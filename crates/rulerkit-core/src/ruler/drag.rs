use tracing::debug;

use super::SlidingRuler;
use crate::gesture::GestureSample;
use crate::state::ControlState;

impl SlidingRuler {
    /// First contact, before any drag sample. Stops a flick or spring in place.
    pub(super) fn touch_down(&mut self) {
        match self.state {
            ControlState::Flicking => {
                self.cancel_timer();
                self.set_state(ControlState::StoppedFlick);
            }
            ControlState::Springing => {
                self.cancel_timer();
                self.set_state(ControlState::StoppedSpring);
            }
            _ => {}
        }
    }

    /// The finger lifted without the drag starting.
    pub(super) fn gesture_ended_without_drag(&mut self) {
        match self.state {
            ControlState::StoppedFlick => {
                self.set_state(ControlState::Idle);
                self.snap_if_needed();
            }
            ControlState::StoppedSpring => self.release_rubber_band(),
            _ => {}
        }
    }

    pub(super) fn drag_began(&mut self) {
        // A touch has already stopped flicks and springs, only eases remain.
        self.cancel_timer();
        (self.on_editing_changed)(true);
        if self.state != ControlState::StoppedSpring {
            let value = self.clamped_value();
            if value.is_finite() {
                self.drag_offset = self.mapper.offset_from_value(value);
            }
        }
        self.reference_offset = self.drag_offset;
        debug!(reference_offset = self.reference_offset, "Drag began");
        self.set_state(ControlState::Dragging);
    }

    pub(super) fn drag_changed(&mut self, sample: &GestureSample) {
        if self.state != ControlState::Dragging {
            return;
        }
        let translation = self
            .mapper
            .axis
            .primary(self.mapper.directional_vector(sample.translation));
        let new_offset = self.reference_offset + translation;
        if !new_offset.is_finite() {
            return;
        }
        let new_value = self.mapper.value_from_offset(new_offset);

        self.tick_if_needed(self.drag_offset, new_offset);
        self.set_value(new_value);
        self.drag_offset = self.apply_rubber(new_offset);
    }

    pub(super) fn drag_ended(&mut self, sample: &GestureSample) {
        if self.state != ControlState::Dragging {
            return;
        }
        let velocity = self
            .mapper
            .axis
            .primary(self.mapper.directional_vector(sample.velocity));

        if self.is_rubber_band_needing_release() {
            self.release_rubber_band();
            self.end_drag_session();
        } else if velocity.abs() > self.physics.flick_velocity_threshold {
            self.apply_inertia(velocity);
        } else {
            self.set_state(ControlState::Idle);
            self.end_drag_session();
            self.snap_if_needed();
        }
    }

    pub(super) fn end_drag_session(&mut self) {
        self.reference_offset = 0.0;
        debug!(value = self.binding.get(), "Drag session ended");
        (self.on_editing_changed)(false);
    }
}
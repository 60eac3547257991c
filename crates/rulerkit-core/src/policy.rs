//! Snap and tick granularity policies.

use std::str::FromStr;

use serde::{Deserialize, Serialize};

use crate::error::Error;

/// Grid the value settles on after a drag or flick.
#[derive(Debug, Clone, Copy, Default, PartialEq, Eq, Serialize, Deserialize)]
#[serde(rename_all = "snake_case")]
pub enum SnapPolicy {
    /// Leave the value where it stopped
    None,
    /// Whole steps
    #[default]
    Unit,
    /// Half steps
    Half,
    /// Steps divided by the style's fraction count
    Fraction,
}

/// Graduations that trigger a light haptic while the scale moves.
#[derive(Debug, Clone, Copy, Default, PartialEq, Eq, Serialize, Deserialize)]
#[serde(rename_all = "snake_case")]
pub enum TickPolicy {
    None,
    #[default]
    Unit,
    /// Half cells when the style draws half marks, whole cells otherwise
    Half,
    Fraction,
}

impl SnapPolicy {
    pub const ALL: [SnapPolicy; 4] = [Self::None, Self::Unit, Self::Half, Self::Fraction];

    /// Next policy in declaration order, wrapping around.
    pub fn next(self) -> Self {
        let index = Self::ALL.iter().position(|p| *p == self).unwrap_or(0);
        Self::ALL[(index + 1) % Self::ALL.len()]
    }

    /// Grid spacing in value units, `None` when snapping is off.
    pub fn grid(self, step: f64, fractions: u32) -> Option<f64> {
        match self {
            SnapPolicy::None => None,
            SnapPolicy::Unit => Some(step),
            SnapPolicy::Half => Some(step / 2.0),
            SnapPolicy::Fraction => Some(step / fractions as f64),
        }
    }

    pub fn name(self) -> &'static str {
        match self {
            SnapPolicy::None => "none",
            SnapPolicy::Unit => "unit",
            SnapPolicy::Half => "half",
            SnapPolicy::Fraction => "fraction",
        }
    }
}

impl TickPolicy {
    pub const ALL: [TickPolicy; 4] = [Self::None, Self::Unit, Self::Half, Self::Fraction];

    pub fn next(self) -> Self {
        let index = Self::ALL.iter().position(|p| *p == self).unwrap_or(0);
        Self::ALL[(index + 1) % Self::ALL.len()]
    }

    /// Tick spacing in offset pixels, `None` when ticking is off.
    pub fn spacing(self, cell_width: f64, fractions: u32, has_half: bool) -> Option<f64> {
        match self {
            TickPolicy::None => None,
            TickPolicy::Unit => Some(cell_width),
            TickPolicy::Half if has_half => Some(cell_width / 2.0),
            TickPolicy::Half => Some(cell_width),
            TickPolicy::Fraction => Some(cell_width / fractions as f64),
        }
    }

    pub fn name(self) -> &'static str {
        match self {
            TickPolicy::None => "none",
            TickPolicy::Unit => "unit",
            TickPolicy::Half => "half",
            TickPolicy::Fraction => "fraction",
        }
    }
}

impl FromStr for SnapPolicy {
    type Err = Error;

    fn from_str(s: &str) -> Result<Self, Self::Err> {
        let name = s.trim().to_lowercase();
        Self::ALL
            .into_iter()
            .find(|p| p.name() == name)
            .ok_or_else(|| Error::Config(format!("unknown snap policy: {s}")))
    }
}

impl FromStr for TickPolicy {
    type Err = Error;

    fn from_str(s: &str) -> Result<Self, Self::Err> {
        let name = s.trim().to_lowercase();
        Self::ALL
            .into_iter()
            .find(|p| p.name() == name)
            .ok_or_else(|| Error::Config(format!("unknown tick policy: {s}")))
    }
}
use tracing::debug;

use super::{Animation, SlidingRuler};
use crate::animation::timing::seconds;
use crate::kinematics::spring;
use crate::state::ControlState;

impl SlidingRuler {
    /// Start a flick with `v0` (offset px/s) from the current drag offset.
    pub(super) fn apply_inertia(&mut self, v0: f64) {
        self.reference_offset = self.drag_offset;

        let deceleration = self.physics.deceleration;
        let total = deceleration.total_distance(v0);
        let final_offset = self.reference_offset + total;
        let drag_bounds = self.drag_bounds();

        if drag_bounds.contains(final_offset) {
            let duration = deceleration.duration(v0);
            debug!(v0, total, duration, "Flick inside bounds");
            self.start_timer(seconds(duration), Animation::Inertia { v0, total });
        } else {
            let allowed = drag_bounds.clamp(final_offset) - self.reference_offset;
            let duration = deceleration.time_to_reach(allowed, v0);
            debug!(v0, allowed, duration, "Flick will hit a bound");
            self.start_timer(
                seconds(duration),
                Animation::BoundedInertia {
                    v0,
                    allowed,
                    duration,
                },
            );
        }
        self.set_state(ControlState::Flicking);
    }

    /// Move the scale to `reference + distance`, updating value and ticks.
    pub(super) fn shift_offset(&mut self, distance: f64) {
        let new_offset = self.reference_offset + distance;
        let new_value = self.mapper.value_from_offset(new_offset);

        self.tick_if_needed(self.drag_offset, new_offset);
        self.set_value(new_value);
        self.drag_offset = new_offset;
    }

    pub(super) fn is_rubber_band_needing_release(&self) -> bool {
        !self.drag_bounds().contains(self.drag_offset)
    }

    /// Compress an out-of-bounds offset towards its bound.
    ///
    /// The overshoot approaches but never reaches the control extent. Until
    /// the extent is known offsets are passed through unchanged.
    pub(super) fn apply_rubber(&self, offset: f64) -> f64 {
        let drag_bounds = self.drag_bounds();
        if drag_bounds.contains(offset) {
            return offset;
        }
        let Some(extent) = self.control_extent else {
            return offset;
        };

        let limit = drag_bounds.clamp(offset);
        let delta = (offset - limit).abs();
        let sign = if offset < limit { -1.0 } else { 1.0 };
        let c = self.physics.rubber_coefficient;
        let rubber_delta = (1.0 - 1.0 / (c * delta / extent + 1.0)) * extent * sign;

        limit + rubber_delta
    }

    /// Spring the scale back inside the drag bounds.
    pub(super) fn release_rubber_band(&mut self) {
        let target = self.drag_bounds().clamp(self.drag_offset);
        let displacement = self.drag_offset - target;
        let duration = spring::duration(0.0, displacement.abs());

        self.set_state(ControlState::Springing);
        self.start_timer(
            seconds(duration),
            Animation::Rubber {
                target,
                v0: 0.0,
                displacement,
            },
        );
    }

    /// Let a flick that hit a bound overshoot with its remaining speed, then
    /// spring back to that bound.
    pub(super) fn apply_inertial_rubber(&mut self, residual_velocity: f64) {
        let duration = spring::duration(residual_velocity.abs(), 0.0);
        let target = self.drag_bounds().nearest_bound(self.drag_offset);

        self.set_state(ControlState::Springing);
        self.start_timer(
            seconds(duration),
            Animation::Rubber {
                target,
                v0: residual_velocity,
                displacement: 0.0,
            },
        );
    }
}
########################################
■ **Assignment**
Count the lines in the records above that contain "Config", please, and give the number without any other words.

■ **Written response**
2